Analysis of Enriched Motifs on mRNA Targets Identifies the Major Interaction Site for Many miRNAs

To identify additional features of miRNA-binding sites, we sought statistically overrepresented sequence elements in the CLASH targets of each miRNA using MEME (Bailey and Elkan, 1994) (Figure 4A). For many miRNAs, highly enriched sequence motifs emerged. In the majority of cases, the motifs were complementary to the miRNA seed region; however, motifs found for several miRNAs indicated preferred interactions with the 3′ region of the miRNA (Figures 4B and 4C and Table S5). Different miRNAs seem to follow idiosyncratic patterns of complementarity, but some common features emerge. For example, all six variants of let-7 yield almost exactly the same enriched motif that maps to nucleotides 2–8 of the miRNA (Figure S4). Interestingly, the nucleotide predicted to base pair with the U at position 6 in let-7 is the most variable. This pattern resembles the characterized let-7::lin-41 interaction and the G bulges recently identified in target sequences located opposite positions 5–6 in the miRNA (Chi et al., 2012).

Figure 4.

Figure 4

Sequence Motifs Associated with miRNA-Binding Sites

(A) Discovery pipeline for overrepresented motifs in miRNA targets. Target sequences with 25 nt flanking genomic sequence were analyzed by MEME (Bailey and Elkan, 1994), and 7-mer motifs were considered. 108 could be mapped back to the miRNA by FIMO (Grant et al., 2011) with FDR < 0.05.

(B) Example motifs bound by miRNA. n, number of motifs found/total number of targets analyzed. E-val, e-value of the motif returned by MEME. Most motifs are complementary to the miRNA seed (boxed).

(C) Distribution of conserved motif positions within 108 miRNAs.
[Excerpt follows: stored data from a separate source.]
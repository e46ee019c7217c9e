//! Credential header parsing

use axum::http::HeaderMap;

/// Header carrying the bearer credential, on both the identity service and
/// every protected downstream route
pub const AUTHENTICATION_HEADER: &str = "authentication";

/// Extract the token from the `Authentication` header
///
/// Returns `None` when the header is absent, repeated, not visible ASCII, or
/// empty. An optional `Bearer ` prefix is stripped so every caller agrees on
/// the exact token string.
pub fn credential_from_headers(headers: &HeaderMap) -> Option<&str> {
    let mut values = headers.get_all(AUTHENTICATION_HEADER).iter();
    let value = values.next()?;
    if values.next().is_some() {
        return None;
    }

    let value = value.to_str().ok()?.trim_start();
    let token = value.strip_prefix("Bearer ").unwrap_or(value).trim();

    if token.is_empty() { None } else { Some(token) }
}
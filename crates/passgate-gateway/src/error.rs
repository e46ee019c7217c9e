//! Gateway error types

use axum::http::StatusCode;
use axum::response::{IntoResponse, Response};
use serde_json::json;
use thiserror::Error;

#[derive(Error, Debug)]
pub enum GatewayError {
    /// Missing, ambiguous or rejected credential
    #[error("Authentication required")]
    Unauthenticated,

    /// Valid identity without the admin flag
    #[error("Admin privilege required")]
    Unauthorized,

    /// Identity service unreachable, slow, or answering garbage
    #[error("Identity service unavailable: {0}")]
    UpstreamUnavailable(String),

    #[error("HTTP client error: {0}")]
    Http(#[from] reqwest::Error),
}

impl IntoResponse for GatewayError {
    fn into_response(self) -> Response {
        // Upstream failures are indistinguishable from a bad credential
        let (status, message) = match &self {
            GatewayError::Unauthorized => (StatusCode::FORBIDDEN, "Admin privilege required"),
            GatewayError::Unauthenticated
            | GatewayError::UpstreamUnavailable(_)
            | GatewayError::Http(_) => (StatusCode::UNAUTHORIZED, "Authentication required"),
        };

        let body = axum::Json(json!({
            "code": status.as_u16(),
            "message": message
        }));

        (status, body).into_response()
    }
}
//! Configuration loading

use anyhow::{Context, Result, bail};
use serde::{Deserialize, Serialize};
use std::path::Path;
use tracing::{info, warn};

/// Shortest secret accepted without a warning (HS256 key size)
const MIN_SECRET_BYTES: usize = 32;
/// Longest accepted token lifetime (one year)
const MAX_TOKEN_TTL_SECS: i64 = 365 * 24 * 60 * 60;

/// Main configuration structure
#[derive(Debug, Clone, Default, Serialize, Deserialize)]
pub struct Config {
    #[serde(default)]
    pub server: ServerConfig,
    #[serde(default)]
    pub database: DatabaseConfig,
    #[serde(default)]
    pub auth: AuthConfig,
    /// Bootstrap admin account
    #[serde(default, skip_serializing_if = "Option::is_none")]
    pub admin: Option<AdminConfig>,
    #[serde(default)]
    pub logging: LoggingConfig,
}

/// Server configuration
#[derive(Debug, Clone, Serialize, Deserialize)]
pub struct ServerConfig {
    #[serde(default = "default_bind_address")]
    pub bind_address: String,
    #[serde(default = "default_port")]
    pub port: u16,
}

impl Default for ServerConfig {
    fn default() -> Self {
        Self {
            bind_address: default_bind_address(),
            port: default_port(),
        }
    }
}

/// Database configuration
#[derive(Debug, Clone, Serialize, Deserialize)]
pub struct DatabaseConfig {
    #[serde(default = "default_db_path")]
    pub path: String,
}

impl Default for DatabaseConfig {
    fn default() -> Self {
        Self {
            path: default_db_path(),
        }
    }
}

/// Authentication configuration
#[derive(Debug, Clone, Serialize, Deserialize)]
pub struct AuthConfig {
    /// Signing secret; a random one is generated per process when absent
    #[serde(default, skip_serializing_if = "Option::is_none")]
    pub jwt_secret: Option<String>,
    #[serde(default = "default_token_ttl_secs")]
    pub token_ttl_secs: i64,
    #[serde(default = "default_prune_interval_secs")]
    pub revocation_prune_interval_secs: u64,
}

impl Default for AuthConfig {
    fn default() -> Self {
        Self {
            jwt_secret: None,
            token_ttl_secs: default_token_ttl_secs(),
            revocation_prune_interval_secs: default_prune_interval_secs(),
        }
    }
}

/// Admin account created on start when missing
#[derive(Debug, Clone, Serialize, Deserialize)]
pub struct AdminConfig {
    pub username: String,
    pub password: String,
    #[serde(default = "default_admin_email")]
    pub email: String,
    #[serde(default = "default_admin_first_name")]
    pub first_name: String,
    #[serde(default)]
    pub last_name: String,
}

/// Logging configuration
#[derive(Debug, Clone, Serialize, Deserialize)]
pub struct LoggingConfig {
    #[serde(default = "default_log_level")]
    pub level: String,
    /// `pretty` or `json`
    #[serde(default = "default_log_format")]
    pub format: String,
}

impl Default for LoggingConfig {
    fn default() -> Self {
        Self {
            level: default_log_level(),
            format: default_log_format(),
        }
    }
}

// Default value functions
fn default_bind_address() -> String {
    "0.0.0.0".to_string()
}

fn default_port() -> u16 {
    8081
}

fn default_db_path() -> String {
    "./data/passgate.db".to_string()
}

fn default_token_ttl_secs() -> i64 {
    passgate_auth::DEFAULT_TOKEN_TTL_SECS
}

fn default_prune_interval_secs() -> u64 {
    600
}

fn default_admin_email() -> String {
    "admin@localhost".to_string()
}

fn default_admin_first_name() -> String {
    "Admin".to_string()
}

fn default_log_level() -> String {
    "info".to_string()
}

fn default_log_format() -> String {
    "pretty".to_string()
}

impl Config {
    /// Load configuration from a file
    pub fn load(path: &str) -> Result<Self> {
        let config_path = Path::new(path);

        // Check if config file exists
        if !config_path.exists() {
            info!("Config file not found at {}, using defaults", path);
            return Ok(Self::default());
        }

        let content = std::fs::read_to_string(config_path)
            .with_context(|| format!("Failed to read config file: {}", path))?;

        let config: Config = toml::from_str(&content)
            .with_context(|| format!("Failed to parse config file: {}", path))?;

        info!("Loaded configuration from {}", path);
        Ok(config)
    }

    /// Reject settings the service cannot run with
    pub fn validate(&self) -> Result<()> {
        if self.auth.token_ttl_secs <= 0 {
            bail!("auth.token_ttl_secs must be positive");
        }
        if self.auth.token_ttl_secs > MAX_TOKEN_TTL_SECS {
            bail!(
                "auth.token_ttl_secs cannot exceed {} seconds",
                MAX_TOKEN_TTL_SECS
            );
        }
        if self.auth.revocation_prune_interval_secs == 0 {
            bail!("auth.revocation_prune_interval_secs must be positive");
        }
        if let Some(secret) = &self.auth.jwt_secret {
            if secret.is_empty() {
                bail!("auth.jwt_secret cannot be empty");
            }
            if secret.len() < MIN_SECRET_BYTES {
                warn!(
                    "auth.jwt_secret is shorter than {} bytes; use a longer secret",
                    MIN_SECRET_BYTES
                );
            }
        }
        if let Some(admin) = &self.admin
            && (admin.username.is_empty() || admin.password.is_empty())
        {
            bail!("admin.username and admin.password are required when [admin] is set");
        }
        if !matches!(self.logging.format.as_str(), "pretty" | "json") {
            bail!("logging.format must be \"pretty\" or \"json\"");
        }
        Ok(())
    }
}
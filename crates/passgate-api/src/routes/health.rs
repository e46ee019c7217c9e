//! Health check endpoints

use axum::{Router, routing::get};

use crate::state::AppState;

/// Liveness only; touches no state
async fn health() -> &'static str {
    "I'm up!"
}

/// Create health routes
pub fn routes() -> Router<AppState> {
    Router::new()
        .route("/health", get(health))
        .route("/healthz", get(health))
}
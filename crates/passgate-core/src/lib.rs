//! Passgate Core Business Logic
//!
//! This crate provides the identity service: sign-in, sign-up, logout and
//! the token check that every downstream service relies on.

pub mod error;
pub mod identity;

pub use error::CoreError;
pub use identity::{CheckOutcome, IdentityService, LoginSuccess, Registration, UserSummary};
In most cases, the motifs enriched in miRNA targets were complementary to the miRNA seed (nt 1–9); however, some highly enriched motifs were complementary to regions in the middle or 3′ ends of the miRNA.

(D) Conservation patterns among 108 miRNAs with recognizable target motif sequences. miRNAs were partitioned by most enriched motif location into groups predicted to form seed and nonseed interactions. The 5′ half of the miRNA is more conserved among the seed-interacting group (average difference in PhyloP scores [Pollard et al., 2010] between 5′ and 3′ halves, ΔPhyloP = 0.122, t test, p = 0.001). The 3′ half of the miRNA is more conserved among the nonseed interacting group (ΔPhyloP = –0.164, p = 0.002).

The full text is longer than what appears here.